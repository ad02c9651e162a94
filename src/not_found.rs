//! The 404 page.
use axum::{
    http::StatusCode,
    response::{Html, IntoResponse, Response},
};

use crate::html::error_view;

/// Renders the 404 page.
pub struct NotFoundError;

impl IntoResponse for NotFoundError {
    fn into_response(self) -> Response {
        let page = error_view(
            "Not Found",
            "404",
            "Something's missing.",
            "Sorry, we can't find that page. You'll find lots to explore on the home page.",
        );

        (StatusCode::NOT_FOUND, Html(page.into_string())).into_response()
    }
}

/// Fallback route handler for unknown paths.
pub async fn get_404_not_found() -> Response {
    NotFoundError.into_response()
}
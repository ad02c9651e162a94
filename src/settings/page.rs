//! The reminder settings page and the form endpoint that saves it.

use std::sync::{Arc, Mutex};

use axum::{
    Extension,
    extract::{FromRef, State},
    http::StatusCode,
    response::{IntoResponse, Response},
};
use axum_extra::extract::Form;
use maud::{Markup, html};
use rusqlite::Connection;
use serde::Deserialize;

use crate::{
    AppState, Error,
    alert::Alert,
    auth::UserID,
    endpoints,
    html::{
        BUTTON_PRIMARY_STYLE, CARD_STYLE, FORM_CHECKBOX_STYLE, FORM_LABEL_STYLE,
        FORM_TEXT_INPUT_STYLE, PAGE_CONTAINER_STYLE, base, loading_spinner,
    },
    navigation::NavBar,
};

use super::core::{ReminderTone, Settings, SettingsUpdate, WEEKDAY_NAMES, get_settings, put_settings};

/// The state needed for reading and saving reminder settings.
#[derive(Debug, Clone)]
pub struct SettingsState {
    /// The database connection for managing settings.
    pub db_connection: Arc<Mutex<Connection>>,
}

impl FromRef<AppState> for SettingsState {
    fn from_ref(state: &AppState) -> Self {
        Self {
            db_connection: state.db_connection.clone(),
        }
    }
}

/// Display the reminder settings form filled in with the user's settings.
pub async fn get_settings_page(
    State(state): State<SettingsState>,
    Extension(user_id): Extension<UserID>,
) -> Result<Response, Error> {
    let settings = {
        let connection = state
            .db_connection
            .lock()
            .inspect_err(|error| tracing::error!("could not acquire database lock: {error}"))
            .map_err(|_| Error::DatabaseLockError)?;

        get_settings(user_id, &connection)
            .inspect_err(|error| tracing::error!("could not get settings: {error}"))?
    };

    Ok(settings_view(&settings).into_response())
}

/// The form data for saving reminder settings.
///
/// Browsers leave unchecked checkboxes out of the form, so a missing checkbox
/// means the option is turned off.
#[derive(Debug, Default, Deserialize)]
pub struct SettingsForm {
    #[serde(default)]
    pub daily_enabled: Option<String>,
    #[serde(default)]
    pub daily_hour: Option<i64>,
    #[serde(default)]
    pub weekly_enabled: Option<String>,
    #[serde(default)]
    pub weekly_day: Option<i64>,
    #[serde(default)]
    pub sound_enabled: Option<String>,
    #[serde(default)]
    pub reminder_tone: Option<String>,
}

impl From<SettingsForm> for SettingsUpdate {
    fn from(form: SettingsForm) -> Self {
        Self {
            daily_enabled: Some(form.daily_enabled.is_some()),
            daily_hour: form.daily_hour,
            weekly_enabled: Some(form.weekly_enabled.is_some()),
            weekly_day: form.weekly_day,
            sound_enabled: Some(form.sound_enabled.is_some()),
            reminder_tone: form.reminder_tone.filter(|tone| !tone.is_empty()),
        }
    }
}

/// Save the settings form, responding with a success or error alert.
pub async fn save_settings_endpoint(
    State(state): State<SettingsState>,
    Extension(user_id): Extension<UserID>,
    Form(form): Form<SettingsForm>,
) -> Response {
    let connection = match state.db_connection.lock() {
        Ok(connection) => connection,
        Err(error) => {
            tracing::error!("could not acquire database lock: {error}");
            return Error::DatabaseLockError.into_alert_response();
        }
    };

    match put_settings(user_id, form.into(), &connection) {
        Ok(_) => (
            StatusCode::OK,
            Alert::SuccessSimple {
                message: "Settings saved".to_owned(),
            },
        )
            .into_response(),
        Err(Error::InvalidSetting(reason)) => {
            tracing::debug!("rejected settings: {reason}");
            Error::InvalidSetting(reason).into_alert_response()
        }
        Err(error) => {
            tracing::error!("could not save settings: {error}");
            error.into_alert_response()
        }
    }
}

fn settings_view(settings: &Settings) -> Markup {
    let nav_bar = NavBar::new(endpoints::SETTINGS_VIEW).into_html();
    let spinner = loading_spinner();

    let content = html! {
        (nav_bar)

        div class=(PAGE_CONTAINER_STYLE)
        {
            h1 class="text-xl font-bold self-start" { "Reminder Settings" }

            form
                hx-post=(endpoints::SETTINGS_API)
                hx-target-error="#alert-container"
                hx-indicator="#indicator"
                hx-disabled-elt="#submit-button"
                class="w-full space-y-4"
            {
                section id="daily-reminder" class={ "space-y-3 " (CARD_STYLE) }
                {
                    (checkbox(
                        "daily_enabled",
                        "Daily reminder",
                        "Remind me to log expenses",
                        settings.daily_enabled,
                    ))

                    div
                    {
                        label for="daily_hour" class=(FORM_LABEL_STYLE) { "Time" }

                        select name="daily_hour" id="daily_hour" class=(FORM_TEXT_INPUT_STYLE)
                        {
                            @for hour in 0..24u8 {
                                option value=(hour) selected[hour == settings.daily_hour]
                                {
                                    (format!("{hour:02}:00"))
                                }
                            }
                        }
                    }
                }

                section id="weekly-reminder" class={ "space-y-3 " (CARD_STYLE) }
                {
                    (checkbox(
                        "weekly_enabled",
                        "Weekly reminder",
                        "Remind me if I have not logged anything this week",
                        settings.weekly_enabled,
                    ))

                    div
                    {
                        label for="weekly_day" class=(FORM_LABEL_STYLE) { "Day" }

                        select name="weekly_day" id="weekly_day" class=(FORM_TEXT_INPUT_STYLE)
                        {
                            @for (day, name) in WEEKDAY_NAMES.iter().enumerate() {
                                option
                                    value=(day)
                                    selected[usize::from(settings.weekly_day) == day]
                                {
                                    (name)
                                }
                            }
                        }
                    }
                }

                section id="reminder-sound" class={ "space-y-3 " (CARD_STYLE) }
                {
                    (checkbox(
                        "sound_enabled",
                        "Reminder sound",
                        "Play a sound with each reminder",
                        settings.sound_enabled,
                    ))

                    div
                    {
                        label for="reminder_tone" class=(FORM_LABEL_STYLE) { "Tone" }

                        select name="reminder_tone" id="reminder_tone" class=(FORM_TEXT_INPUT_STYLE)
                        {
                            @for tone in ReminderTone::ALL {
                                option
                                    value=(tone.as_str())
                                    selected[tone == settings.reminder_tone]
                                {
                                    (tone.label())
                                }
                            }
                        }
                    }
                }

                button type="submit" id="submit-button" class=(BUTTON_PRIMARY_STYLE)
                {
                    span id="indicator" class="inline htmx-indicator" { (spinner) }
                    " Save settings"
                }
            }
        }
    };

    base("Settings", &[], &content)
}

fn checkbox(name: &str, title: &str, description: &str, checked: bool) -> Markup {
    html! {
        div class="flex items-center justify-between gap-4"
        {
            div
            {
                label for=(name) class="font-medium" { (title) }
                p class="text-sm text-gray-500 dark:text-gray-400" { (description) }
            }

            input
                type="checkbox"
                name=(name)
                id=(name)
                value="on"
                checked[checked]
                class=(FORM_CHECKBOX_STYLE);
        }
    }
}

--- --- ---

About this exercise:
The material above needs to be copied out in full, exactly as given.

Solved problem:
repository ad02c9651e162a94
filename src/not_found.rs
//! The 404 page.
use axum::{
    http::StatusCode,
    response::{Html, IntoResponse, Response},
};

use crate::html::error_view;

/// Renders the 404 page.
pub struct NotFoundError;

impl IntoResponse for NotFoundError {
    fn into_response(self) -> Response {
        let page = error_view(
            "Not Found",
            "404",
            "Something's missing.",
            "Sorry, we can't find that page. You'll find lots to explore on the home page.",
        );

        (StatusCode::NOT_FOUND, Html(page.into_string())).into_response()
    }
}

/// Fallback route handler for unknown paths.
pub async fn get_404_not_found() -> Response {
    NotFoundError.into_response()
}
repository ad02c9651e162a94
filename src/settings/page.rs
//! The reminder settings page and the form endpoint that saves it.

use std::sync::{Arc, Mutex};

use axum::{
    Extension,
    extract::{FromRef, State},
    http::StatusCode,
    response::{IntoResponse, Response},
};
use axum_extra::extract::Form;
use maud::{Markup, html};
use rusqlite::Connection;
use serde::Deserialize;

use crate::{
    AppState, Error,
    alert::Alert,
    auth::UserID,
    endpoints,
    html::{
        BUTTON_PRIMARY_STYLE, CARD_STYLE, FORM_CHECKBOX_STYLE, FORM_LABEL_STYLE,
        FORM_TEXT_INPUT_STYLE, PAGE_CONTAINER_STYLE, base, loading_spinner,
    },
    navigation::NavBar,
};

use super::core::{ReminderTone, Settings, SettingsUpdate, WEEKDAY_NAMES, get_settings, put_settings};

/// The state needed for reading and saving reminder settings.
#[derive(Debug, Clone)]
pub struct SettingsState {
    /// The database connection for managing settings.
    pub db_connection: Arc<Mutex<Connection>>,
}

impl FromRef<AppState> for SettingsState {
    fn from_ref(state: &AppState) -> Self {
        Self {
            db_connection: state.db_connection.clone(),
        }
    }
}

/// Display the reminder settings form filled in with the user's settings.
pub async fn get_settings_page(
    State(state): State<SettingsState>,
    Extension(user_id): Extension<UserID>,
) -> Result<Response, Error> {
    let settings = {
        let connection = state
            .db_connection
            .lock()
            .inspect_err(|error| tracing::error!("could not acquire database lock: {error}"))
            .map_err(|_| Error::DatabaseLockError)?;

        get_settings(user_id, &connection)
            .inspect_err(|error| tracing::error!("could not get settings: {error}"))?
    };

    Ok(settings_view(&settings).into_response())
}

/// The form data for saving reminder settings.
///
/// Browsers leave unchecked checkboxes out of the form, so a missing checkbox
/// means the option is turned off.
#[derive(Debug, Default, Deserialize)]
pub struct SettingsForm {
    #[serde(default)]
    pub daily_enabled: Option<String>,
    #[serde(default)]
    pub daily_hour: Option<i64>,
    #[serde(default)]
    pub weekly_enabled: Option<String>,
    #[serde(default)]
    pub weekly_day: Option<i64>,
    #[serde(default)]
    pub sound_enabled: Option<String>,
    #[serde(default)]
    pub reminder_tone: Option<String>,
}

impl From<SettingsForm> for SettingsUpdate {
    fn from(form: SettingsForm) -> Self {
        Self {
            daily_enabled: Some(form.daily_enabled.is_some()),
            daily_hour: form.daily_hour,
            weekly_enabled: Some(form.weekly_enabled.is_some()),
            weekly_day: form.weekly_day,
            sound_enabled: Some(form.sound_enabled.is_some()),
            reminder_tone: form.reminder_tone.filter(|tone| !tone.is_empty()),
        }
    }
}

/// Save the settings form, responding with a success or error alert.
pub async fn save_settings_endpoint(
    State(state): State<SettingsState>,
    Extension(user_id): Extension<UserID>,
    Form(form): Form<SettingsForm>,
) -> Response {
    let connection = match state.db_connection.lock() {
        Ok(connection) => connection,
        Err(error) => {
            tracing::error!("could not acquire database lock: {error}");
            return Error::DatabaseLockError.into_alert_response();
        }
    };

    match put_settings(user_id, form.into(), &connection) {
        Ok(_) => (
            StatusCode::OK,
            Alert::SuccessSimple {
                message: "Settings saved".to_owned(),
            },
        )
            .into_response(),
        Err(Error::InvalidSetting(reason)) => {
            tracing::debug!("rejected settings: {reason}");
            Error::InvalidSetting(reason).into_alert_response()
        }
        Err(error) => {
            tracing::error!("could not save settings: {error}");
            error.into_alert_response()
        }
    }
}

fn settings_view(settings: &Settings) -> Markup {
    let nav_bar = NavBar::new(endpoints::SETTINGS_VIEW).into_html();
    let spinner = loading_spinner();

    let content = html! {
        (nav_bar)

        div class=(PAGE_CONTAINER_STYLE)
        {
            h1 class="text-xl font-bold self-start" { "Reminder Settings" }

            form
                hx-post=(endpoints::SETTINGS_API)
                hx-target-error="#alert-container"
                hx-indicator="#indicator"
                hx-disabled-elt="#submit-button"
                class="w-full space-y-4"
            {
                section id="daily-reminder" class={ "space-y-3 " (CARD_STYLE) }
                {
                    (checkbox(
                        "daily_enabled",
                        "Daily reminder",
                        "Remind me to log expenses",
                        settings.daily_enabled,
                    ))

                    div
                    {
                        label for="daily_hour" class=(FORM_LABEL_STYLE) { "Time" }

                        select name="daily_hour" id="daily_hour" class=(FORM_TEXT_INPUT_STYLE)
                        {
                            @for hour in 0..24u8 {
                                option value=(hour) selected[hour == settings.daily_hour]
                                {
                                    (format!("{hour:02}:00"))
                                }
                            }
                        }
                    }
                }

                section id="weekly-reminder" class={ "space-y-3 " (CARD_STYLE) }
                {
                    (checkbox(
                        "weekly_enabled",
                        "Weekly reminder",
                        "Remind me if I have not logged anything this week",
                        settings.weekly_enabled,
                    ))

                    div
                    {
                        label for="weekly_day" class=(FORM_LABEL_STYLE) { "Day" }

                        select name="weekly_day" id="weekly_day" class=(FORM_TEXT_INPUT_STYLE)
                        {
                            @for (day, name) in WEEKDAY_NAMES.iter().enumerate() {
                                option
                                    value=(day)
                                    selected[usize::from(settings.weekly_day) == day]
                                {
                                    (name)
                                }
                            }
                        }
                    }
                }

                section id="reminder-sound" class={ "space-y-3 " (CARD_STYLE) }
                {
                    (checkbox(
                        "sound_enabled",
                        "Reminder sound",
                        "Play a sound with each reminder",
                        settings.sound_enabled,
                    ))

                    div
                    {
                        label for="reminder_tone" class=(FORM_LABEL_STYLE) { "Tone" }

                        select name="reminder_tone" id="reminder_tone" class=(FORM_TEXT_INPUT_STYLE)
                        {
                            @for tone in ReminderTone::ALL {
                                option
                                    value=(tone.as_str())
                                    selected[tone == settings.reminder_tone]
                                {
                                    (tone.label())
                                }
                            }
                        }
                    }
                }

                button type="submit" id="submit-button" class=(BUTTON_PRIMARY_STYLE)
                {
                    span id="indicator" class="inline htmx-indicator" { (spinner) }
                    " Save settings"
                }
            }
        }
    };

    base("Settings", &[], &content)
}

fn checkbox(name: &str, title: &str, description: &str, checked: bool) -> Markup {
    html! {
        div class="flex items-center justify-between gap-4"
        {
            div
            {
                label for=(name) class="font-medium" { (title) }
                p class="text-sm text-gray-500 dark:text-gray-400" { (description) }
            }

            input
                type="checkbox"
                name=(name)
                id=(name)
                value="on"
                checked[checked]
                class=(FORM_CHECKBOX_STYLE);
        }
    }
}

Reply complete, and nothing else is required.